Wenn ein Stern mit deutlich mehr Masse als die Sonne seinen Brennstoff verbraucht hat, vergeht er in einem gewaltigem Feuerwerk, einer Supernova. Im heutigen Universum ist das ein nicht allzu häufiger Anblick, denn der überwiegende Teil der Sterne sind Rote Zwerge, die ihr Leben bei weitem nicht so spektakulär beenden. Auch der Sonne steht keine Supernova bevor. Sie wird sich zum Roten Riesen entwickeln, von dem am Ende nur noch ein harmloser Weißer Zwerg übrig bleibt.

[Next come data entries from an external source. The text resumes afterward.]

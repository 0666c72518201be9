//! Stream configuration maintenance for page files
//!
//! Scans a page's component tree for `document.*` data dependencies and
//! keeps the page's exported `config` constant in sync: fields already
//! declared are never dropped, newly discovered fields are appended in
//! sorted order, and a page that gains its first dependency gets a
//! synthesized config, the `TemplateConfig`/`TemplateProps` imports,
//! and a destructured `document` parameter.

use crate::error::{WriteError, WriteResult};
use crate::render;
use crate::text_edit::TextEdit;
use std::collections::BTreeSet;
use tracery_model::{
    is_streams_data_expression, is_template_string, merge_stream_fields, template_expressions,
    top_level_stream_field, ComponentState, ComponentTree, LiteralProp, PropVal, StreamConfig,
    TemplateConfig, PAGES_PACKAGE_NAME, STREAM_CONFIG_VARIABLE_NAME, STREAM_CONFIG_VARIABLE_TYPE,
    STREAM_DATA_ROOT, STREAM_PAGE_PROPS_TYPE,
};
use tracery_parser::SourceFile;

/// Top-level `document.*` fields referenced anywhere in the tree:
/// expression props, template-string interpolations, and repeater list
/// expressions.
pub fn collect_stream_fields(tree: &ComponentTree) -> BTreeSet<String> {
    let mut fields = BTreeSet::new();
    for state in tree {
        if let ComponentState::Repeater(repeater) = state {
            collect_from_expression(&repeater.list_expression, &mut fields);
        }
        if let Some(props) = state.props() {
            for value in props.values() {
                collect_from_prop_val(value, &mut fields);
            }
        }
    }
    fields
}

fn collect_from_prop_val(value: &PropVal, fields: &mut BTreeSet<String>) {
    match value {
        PropVal::Expression(expr) => collect_from_expression(&expr.value, fields),
        PropVal::Literal(LiteralProp::Object(values)) => {
            for nested in values.values() {
                collect_from_prop_val(nested, fields);
            }
        }
        PropVal::Literal(LiteralProp::Array(items)) => {
            for item in items {
                collect_from_prop_val(item, fields);
            }
        }
        PropVal::Literal(_) => {}
    }
}

fn collect_from_expression(expression: &str, fields: &mut BTreeSet<String>) {
    if is_template_string(expression) {
        for interpolation in template_expressions(expression) {
            if is_streams_data_expression(&interpolation) {
                fields.extend(top_level_stream_field(&interpolation));
            }
        }
    } else if is_streams_data_expression(expression) {
        fields.extend(top_level_stream_field(expression));
    }
}

/// Edits that bring the page's stream configuration up to date with
/// `tree`. Empty when the page neither uses stream data nor already
/// declares a config.
pub fn stream_config_edits(file: &SourceFile, tree: &ComponentTree) -> WriteResult<Vec<TextEdit>> {
    let discovered = collect_stream_fields(tree);

    let existing = file.exported_object_literal(STREAM_CONFIG_VARIABLE_NAME)?;
    if discovered.is_empty() && existing.is_none() {
        return Ok(Vec::new());
    }

    let mut config: TemplateConfig = match existing {
        Some(value) => serde_json::from_value(value).map_err(|err| {
            WriteError::InvalidStreamConfig {
                message: err.to_string(),
            }
        })?,
        None => TemplateConfig::default(),
    };
    let mut stream = config.stream.take().unwrap_or_else(StreamConfig::synthesized);
    stream.fields = merge_stream_fields(&stream.fields, &discovered);
    config.stream = Some(stream);

    let statement_text = render::render_config_statement(&config);
    let mut edits = Vec::new();

    match file.var_statement(STREAM_CONFIG_VARIABLE_NAME) {
        Some((_, statement)) => {
            edits.push(TextEdit::replace(statement.span.clone(), statement_text));
        }
        None => {
            let at = insertion_point_after_imports(file);
            edits.push(TextEdit::insert(at, format!("\n{}\n", statement_text)));
        }
    }

    edits.extend(pages_import_edit(file));

    if !discovered.is_empty() {
        edits.extend(document_param_edit(file)?);
    }

    Ok(edits)
}

/// Ensure `TemplateConfig` and `TemplateProps` are imported from the
/// pages package.
fn pages_import_edit(file: &SourceFile) -> Option<TextEdit> {
    let wanted = [STREAM_CONFIG_VARIABLE_TYPE, STREAM_PAGE_PROPS_TYPE];
    match file.import_of(PAGES_PACKAGE_NAME) {
        Some((decl, statement)) => {
            let mut names = decl.named_imports.clone();
            let mut changed = false;
            for name in wanted {
                if !names.iter().any(|n| n == name) {
                    names.push(name.to_string());
                    changed = true;
                }
            }
            changed.then(|| {
                TextEdit::replace(
                    statement.span.clone(),
                    format!(
                        "import {{ {} }} from \"{}\";",
                        names.join(", "),
                        PAGES_PACKAGE_NAME
                    ),
                )
            })
        }
        None => Some(TextEdit::insert(
            0,
            format!(
                "import {{ {}, {} }} from \"{}\";\n",
                STREAM_CONFIG_VARIABLE_TYPE, STREAM_PAGE_PROPS_TYPE, PAGES_PACKAGE_NAME
            ),
        )),
    }
}

/// Give the component function a destructured `document` parameter when
/// it does not already have one.
fn document_param_edit(file: &SourceFile) -> WriteResult<Option<TextEdit>> {
    let func = file.default_exported_component()?;
    let params = file.slice(&func.params_span);
    if params.contains(STREAM_DATA_ROOT) {
        return Ok(None);
    }
    Ok(Some(TextEdit::replace(
        func.params_span,
        format!("({{ {} }}: {})", STREAM_DATA_ROOT, STREAM_PAGE_PROPS_TYPE),
    )))
}

pub(crate) fn insertion_point_after_imports(file: &SourceFile) -> usize {
    let last_import_end = file
        .imports()
        .map(|(_, statement)| statement.span.end)
        .max();
    match last_import_end {
        Some(end) => {
            // Past the import's trailing newline, if present
            if file.text()[end..].starts_with('\n') {
                end + 1
            } else {
                end
            }
        }
        None => 0,
    }
}

#[cfg(test)]
mod tests {
    use super::*;
    use crate::text_edit::apply_edits;
    use tracery_model::{
        ExpressionProp, PropValueType, PropValues, RepeatedComponent, RepeatedComponentKind,
        RepeaterState, StandardComponentState,
    };

    fn expr_component(props: &[(&str, &str)]) -> ComponentTree {
        let mut values = PropValues::new();
        for (name, value) in props {
            values.insert(
                name.to_string(),
                PropVal::Expression(ExpressionProp {
                    value_type: PropValueType::String,
                    value: value.to_string(),
                }),
            );
        }
        vec![ComponentState::Standard(StandardComponentState {
            component_name: "Banner".to_string(),
            props: values,
            uuid: "u-0".to_string(),
            parent_uuid: None,
            metadata_uuid: "meta-banner".to_string(),
        })]
    }

    #[test]
    fn test_collects_direct_and_template_fields() {
        let tree = expr_component(&[
            ("title", "document.title"),
            ("line", "`${document.address.line1}, ${document.city}`"),
            ("other", "siteSettings.name"),
        ]);

        let fields = collect_stream_fields(&tree);
        assert_eq!(
            fields.into_iter().collect::<Vec<_>>(),
            vec!["address", "city", "title"]
        );
    }

    #[test]
    fn test_collects_repeater_list_expression() {
        let tree = vec![ComponentState::Repeater(RepeaterState {
            uuid: "u-0".to_string(),
            parent_uuid: None,
            list_expression: "document.services".to_string(),
            repeated_component: RepeatedComponent {
                kind: RepeatedComponentKind::Standard,
                component_name: "Card".to_string(),
                props: PropValues::new(),
                metadata_uuid: "meta-card".to_string(),
            },
        })];

        assert!(collect_stream_fields(&tree).contains("services"));
    }

    #[test]
    fn test_collection_is_independent_of_sibling_order() {
        let repeater = ComponentState::Repeater(RepeaterState {
            uuid: "u-9".to_string(),
            parent_uuid: None,
            list_expression: "document.items".to_string(),
            repeated_component: RepeatedComponent {
                kind: RepeatedComponentKind::Standard,
                component_name: "Card".to_string(),
                props: PropValues::new(),
                metadata_uuid: "meta-card".to_string(),
            },
        });
        let banner = expr_component(&[
            ("title", "document.a"),
            ("line", "`${document.b}-${document.c}`"),
        ])
        .pop()
        .unwrap();

        let forward = collect_stream_fields(&vec![banner.clone(), repeater.clone()]);
        let reverse = collect_stream_fields(&vec![repeater, banner]);
        let expected: Vec<_> = vec!["a", "b", "c", "items"];
        assert_eq!(forward.iter().collect::<Vec<_>>(), expected);
        assert_eq!(forward, reverse);
    }

    #[test]
    fn test_no_fields_no_config_no_edits() {
        let file = SourceFile::parse(
            "/pages/Plain.tsx",
            "const Page = () => <div />;\nexport default Page;\n",
        );

        let edits = stream_config_edits(&file, &Vec::new()).unwrap();
        assert!(edits.is_empty());
    }

    #[test]
    fn test_synthesizes_config_import_and_param() {
        let src = concat!(
            "import Banner from \"../components/Banner\";\n",
            "\n",
            "const Page = () => {\n",
            "  return (\n",
            "    <Banner />\n",
            "  );\n",
            "};\n",
            "\n",
            "export default Page;\n",
        );
        let file = SourceFile::parse("/pages/Universal.tsx", src);
        let tree = expr_component(&[("title", "document.title")]);

        let out = apply_edits(
            file.text(),
            stream_config_edits(&file, &tree).unwrap(),
        )
        .unwrap();

        assert!(out.contains("import { TemplateConfig, TemplateProps } from \"@tracery/pages\";"));
        assert!(out.contains("export const config: TemplateConfig = {"));
        assert!(out.contains("fields: [\"title\"],"));
        assert!(out.contains("$id: \"tracery-stream-id\","));
        assert!(out.contains("const Page = ({ document }: TemplateProps) => {"));
    }

    #[test]
    fn test_merges_without_dropping_declared_fields() {
        let src = concat!(
            "import { TemplateConfig, TemplateProps } from \"@tracery/pages\";\n",
            "\n",
            "export const config: TemplateConfig = {\n",
            "  stream: {\n",
            "    $id: \"existing-stream\",\n",
            "    localization: {\n",
            "      locales: [\"en\", \"fr\"],\n",
            "      primary: false,\n",
            "    },\n",
            "    filter: {},\n",
            "    fields: [\"zeta\", \"alpha\"],\n",
            "  },\n",
            "};\n",
            "\n",
            "const Page = ({ document }: TemplateProps) => {\n",
            "  return (\n",
            "    <div />\n",
            "  );\n",
            "};\n",
            "\n",
            "export default Page;\n",
        );
        let file = SourceFile::parse("/pages/Universal.tsx", src);
        let tree = expr_component(&[("a", "document.beta"), ("b", "document.alpha")]);

        let out = apply_edits(
            file.text(),
            stream_config_edits(&file, &tree).unwrap(),
        )
        .unwrap();

        // Declared order kept, new field appended sorted, nothing dropped
        assert!(out.contains("fields: [\"zeta\", \"alpha\", \"beta\"],"));
        assert!(out.contains("$id: \"existing-stream\","));
        assert!(out.contains("locales: [\"en\", \"fr\"],"));
    }

    #[test]
    fn test_existing_config_kept_when_fields_gone() {
        let src = concat!(
            "import { TemplateConfig } from \"@tracery/pages\";\n",
            "\n",
            "export const config: TemplateConfig = {\n",
            "  stream: {\n",
            "    $id: \"existing-stream\",\n",
            "    localization: {\n",
            "      locales: [\"en\"],\n",
            "      primary: false,\n",
            "    },\n",
            "    filter: {},\n",
            "    fields: [\"title\"],\n",
            "  },\n",
            "};\n",
            "\n",
            "const Page = () => {\n",
            "  return (\n",
            "    <div />\n",
            "  );\n",
            "};\n",
            "\n",
            "export default Page;\n",
        );
        let file = SourceFile::parse("/pages/Universal.tsx", src);

        let out = apply_edits(
            file.text(),
            stream_config_edits(&file, &Vec::new()).unwrap(),
        )
        .unwrap();

        assert!(out.contains("fields: [\"title\"],"));
    }

    #[test]
    fn test_malformed_config_errors() {
        let src = concat!(
            "export const config: TemplateConfig = {\n",
            "  stream: {\n",
            "    $id: \"s\",\n",
            "    localization: \"not-an-object\",\n",
            "    filter: {},\n",
            "    fields: [],\n",
            "  },\n",
            "};\n",
            "const Page = () => <div />;\n",
            "export default Page;\n",
        );
        let file = SourceFile::parse("/pages/Universal.tsx", src);
        let tree = expr_component(&[("title", "document.title")]);

        let err = stream_config_edits(&file, &tree).unwrap_err();
        assert!(matches!(err, WriteError::InvalidStreamConfig { .. }));
    }
}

In der Frühzeit des Universums war das aber noch anders. Damals dürfte es weder Rote Zwerge noch Sterne in der Größe der Sonne gegeben haben. Vielmehr war das damals noch viel kleinere Universum voller Riesensterne, die man heute der sogenannten Population III zuordnet. Die bestanden nur aus dem, was der Urknall geliefert hatte: Wasserstoff, Helium und ein bisschen Lithium. Doch die Zusammensetzung des Kosmos änderte sich, als diese frühen Sterne ihr kurzes, aber energiereiches Leben beendeten. In ihren Explosionen entstanden erst die schwereren Elemente, die sich dann in Sternen der jüngeren Populationen II und I ansammeln konnten.